_WHAT YOU HAVE TO DO:_ All lines in the records that carry the string "ResolveError" are to be shown.

———

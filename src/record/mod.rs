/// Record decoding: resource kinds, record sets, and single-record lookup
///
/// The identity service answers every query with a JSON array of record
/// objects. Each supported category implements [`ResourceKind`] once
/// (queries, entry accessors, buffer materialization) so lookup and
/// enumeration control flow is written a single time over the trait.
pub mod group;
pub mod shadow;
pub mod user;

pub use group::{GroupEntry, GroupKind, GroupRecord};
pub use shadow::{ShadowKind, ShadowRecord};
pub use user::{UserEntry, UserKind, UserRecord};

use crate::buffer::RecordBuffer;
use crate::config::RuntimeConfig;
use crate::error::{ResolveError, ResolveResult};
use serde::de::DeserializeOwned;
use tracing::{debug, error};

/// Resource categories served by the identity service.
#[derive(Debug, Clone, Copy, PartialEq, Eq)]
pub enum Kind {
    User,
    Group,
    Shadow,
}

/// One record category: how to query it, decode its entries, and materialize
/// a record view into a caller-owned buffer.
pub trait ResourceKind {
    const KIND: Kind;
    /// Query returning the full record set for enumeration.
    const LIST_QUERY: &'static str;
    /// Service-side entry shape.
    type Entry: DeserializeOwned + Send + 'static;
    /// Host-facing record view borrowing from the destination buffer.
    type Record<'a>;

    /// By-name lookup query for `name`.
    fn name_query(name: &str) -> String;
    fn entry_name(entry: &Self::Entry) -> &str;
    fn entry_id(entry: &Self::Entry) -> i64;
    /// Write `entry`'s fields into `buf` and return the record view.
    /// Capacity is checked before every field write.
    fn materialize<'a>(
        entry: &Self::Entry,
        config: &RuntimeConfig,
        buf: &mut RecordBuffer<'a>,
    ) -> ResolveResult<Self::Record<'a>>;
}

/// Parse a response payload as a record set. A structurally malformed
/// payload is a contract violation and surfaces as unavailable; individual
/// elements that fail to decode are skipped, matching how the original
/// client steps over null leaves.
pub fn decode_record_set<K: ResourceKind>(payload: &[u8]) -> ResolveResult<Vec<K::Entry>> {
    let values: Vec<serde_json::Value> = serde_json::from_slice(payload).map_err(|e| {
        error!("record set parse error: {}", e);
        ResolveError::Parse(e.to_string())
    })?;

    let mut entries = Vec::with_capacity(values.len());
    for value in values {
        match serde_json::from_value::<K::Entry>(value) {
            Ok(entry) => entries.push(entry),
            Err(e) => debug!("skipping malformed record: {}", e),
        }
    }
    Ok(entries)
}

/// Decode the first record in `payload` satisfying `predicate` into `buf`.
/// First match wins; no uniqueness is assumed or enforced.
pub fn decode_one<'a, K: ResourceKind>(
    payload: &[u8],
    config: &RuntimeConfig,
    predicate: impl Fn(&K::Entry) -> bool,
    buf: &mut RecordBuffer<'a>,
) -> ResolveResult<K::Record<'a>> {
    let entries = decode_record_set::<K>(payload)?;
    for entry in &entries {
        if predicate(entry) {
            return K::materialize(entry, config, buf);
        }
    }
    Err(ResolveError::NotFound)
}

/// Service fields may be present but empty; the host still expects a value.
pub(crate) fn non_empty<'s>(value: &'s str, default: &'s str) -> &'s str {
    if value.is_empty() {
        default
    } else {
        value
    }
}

———

_ANSWER BELOW:_
use crate::error::{ResolveError, ResolveResult};
        ResolveError::Parse(e.to_string())
    Err(ResolveError::NotFound)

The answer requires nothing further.